Quaid, who was briefly residing in the City of Presidents while his legal troubles in California were heating up, has a history of credit fraud and spousal abuse. He is currently wanted for a string of unpaid hotel bills throughout the Southwest.

It is believed that Quaid is using his “rustic charm,” coupled with a box of free promotional "Independence Day" t-shirts, to win favor with adoring fans before running up large bills and walking out on them.

“This is unbelievable,” remarked Wario Van Gundy, owner and proprietor of Van Gundy’s Motel and Satellite Dish Repair. “He racked up at least $7,000 in satellite dish repairs and stolen hotel towels. I’m going to have to close the old place down now.”

Pinch Churkey, a lifelong Quincy resident and owner of Churkey’s Edible Cellphones, told reporters that Quaid had placed an order for 12 turkey sandwich 3G-capable phones that were never picked up. “Can’t sell them to anyone else,” bellowed Churkey. "The meat is already going bad.”

Consistently reminding investigators that he had the "heart of a lion” and the “memory of an elephant," Churkey then coughed violently for five minutes before dramatically collapsing on the floor in a pool of his own filth



Quaid, moments before casually slipping out the backdoor of Dress Barn in a stolen fur coat.

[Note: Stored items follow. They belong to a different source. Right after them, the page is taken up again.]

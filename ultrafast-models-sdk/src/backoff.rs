//! # Retry Backoff & Jitter
//!
//! The delay a [`crate::coordinator::Coordinator`] sleeps between retry
//! attempts: exponential growth clamped to a ceiling, then randomized so
//! concurrent callers retrying the same outage don't all wake up together.

use std::time::Duration;

use rand::Rng;

/// How a computed backoff delay is randomized before sleeping.
#[derive(Debug, Clone, Copy)]
pub enum Jitter {
    /// No randomization; sleep exactly the computed delay.
    None,
    /// Uniform in `[0, delay]`.
    Full,
    /// Uniform in `[delay/2, delay]`.
    Equal,
    /// AWS-style: uniform in `[base, min(max, prev*3))`, `prev` seeded to
    /// `base` on the first retry. The default (spec §4.10): spreads a
    /// thundering herd across a growing window rather than a fixed one.
    Decorrelated,
}

/// Exponential backoff policy: `delay = min(base * multiplier^attempt, max)`,
/// then jittered per [`Jitter`].
#[derive(Debug, Clone)]
pub struct BackoffPolicy {
    pub base: Duration,
    pub max: Duration,
    pub multiplier: f64,
    pub jitter: Jitter,
}

impl Default for BackoffPolicy {
    fn default() -> Self {
        Self {
            base: Duration::from_millis(100),
            max: Duration::from_secs(30),
            multiplier: 2.0,
            jitter: Jitter::Decorrelated,
        }
    }
}

/// Carries the decorrelated jitter's running `prev` value across retries
/// within one request; every other jitter kind is stateless.
#[derive(Debug, Clone, Copy)]
pub struct BackoffState {
    prev: Duration,
}

impl BackoffState {
    pub fn new(policy: &BackoffPolicy) -> Self {
        Self { prev: policy.base }
    }

    /// Compute the delay for `attempt` (0-indexed) and advance internal
    /// state for the next call.
    pub fn next_delay(&mut self, policy: &BackoffPolicy, attempt: u32) -> Duration {
        let exponential = policy.base.mul_f64(policy.multiplier.powi(attempt as i32));
        let capped = exponential.min(policy.max);

        let delay = match policy.jitter {
            Jitter::None => capped,
            Jitter::Full => jitter_uniform(Duration::ZERO, capped),
            Jitter::Equal => jitter_uniform(capped / 2, capped),
            Jitter::Decorrelated => {
                let upper = self.prev.saturating_mul(3).min(policy.max);
                let sampled = if policy.base >= upper {
                    policy.base
                } else {
                    jitter_uniform(policy.base, upper)
                };
                self.prev = sampled;
                sampled
            }
        };
        delay
    }
}

fn jitter_uniform(low: Duration, high: Duration) -> Duration {
    let low_millis = low.as_millis() as u64;
    let high_millis = high.as_millis() as u64;
    if high_millis <= low_millis {
        return low;
    }
    Duration::from_millis(rand::thread_rng().gen_range(low_millis..=high_millis))
}

#[cfg(test)]
mod tests {
    use super::*;

    #[test]
    fn no_jitter_is_exact_exponential() {
        let policy = BackoffPolicy {
            base: Duration::from_millis(100),
            max: Duration::from_secs(10),
            multiplier: 2.0,
            jitter: Jitter::None,
        };
        let mut state = BackoffState::new(&policy);
        assert_eq!(state.next_delay(&policy, 0), Duration::from_millis(100));
        assert_eq!(state.next_delay(&policy, 1), Duration::from_millis(200));
        assert_eq!(state.next_delay(&policy, 2), Duration::from_millis(400));
    }

    #[test]
    fn exponential_growth_clamps_at_max() {
        let policy = BackoffPolicy {
            base: Duration::from_millis(100),
            max: Duration::from_millis(500),
            multiplier: 2.0,
            jitter: Jitter::None,
        };
        let mut state = BackoffState::new(&policy);
        assert_eq!(state.next_delay(&policy, 10), Duration::from_millis(500));
    }

    #[test]
    fn decorrelated_jitter_seeds_from_base_and_stays_in_bounds() {
        let policy = BackoffPolicy {
            base: Duration::from_millis(100),
            max: Duration::from_secs(10),
            multiplier: 2.0,
            jitter: Jitter::Decorrelated,
        };
        let mut state = BackoffState::new(&policy);
        for attempt in 0..10 {
            let delay = state.next_delay(&policy, attempt);
            assert!(delay >= policy.base);
            assert!(delay <= policy.max);
        }
    }

    #[test]
    fn full_jitter_stays_within_zero_and_cap() {
        let policy = BackoffPolicy {
            base: Duration::from_millis(100),
            max: Duration::from_secs(10),
            multiplier: 2.0,
            jitter: Jitter::Full,
        };
        let mut state = BackoffState::new(&policy);
        for attempt in 0..5 {
            let delay = state.next_delay(&policy, attempt);
            assert!(delay <= policy.max);
        }
    }
}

Department of Celebrity Unpaid Tabs (DCUT) coordinator Swerve Griffin announced that Mr. Quaid’s bills, including parking tickets and a Dee Dee’s Lounge bar tab from 2001, is fast approaching the $50,000 dollar mark.

“Get that guy outta here!” laughed Griffin in a completely inappropriate manner.

Griffin then paused unexpectedly, as the realization that he had given Quaid his debit card number, expiration date, social security number and ATM pin number gripped his soul like a ice-cold vice.

“Oh, dear God, no...my kids’ college fund," whispered a shell-shocked Griffin.


Swerve Griffin, immediately after realizing his colossal mistake.

Mayor Thomas Koch was unable to respond to the incident as a dispute with staff over boneless chicken at the Wollaston KFC raged on endlessly.

Randy Quaid was unavailable for comment as his room at the Presidents' City Inn had a “Do Not Disturb” sign hanging ominously from it’s door.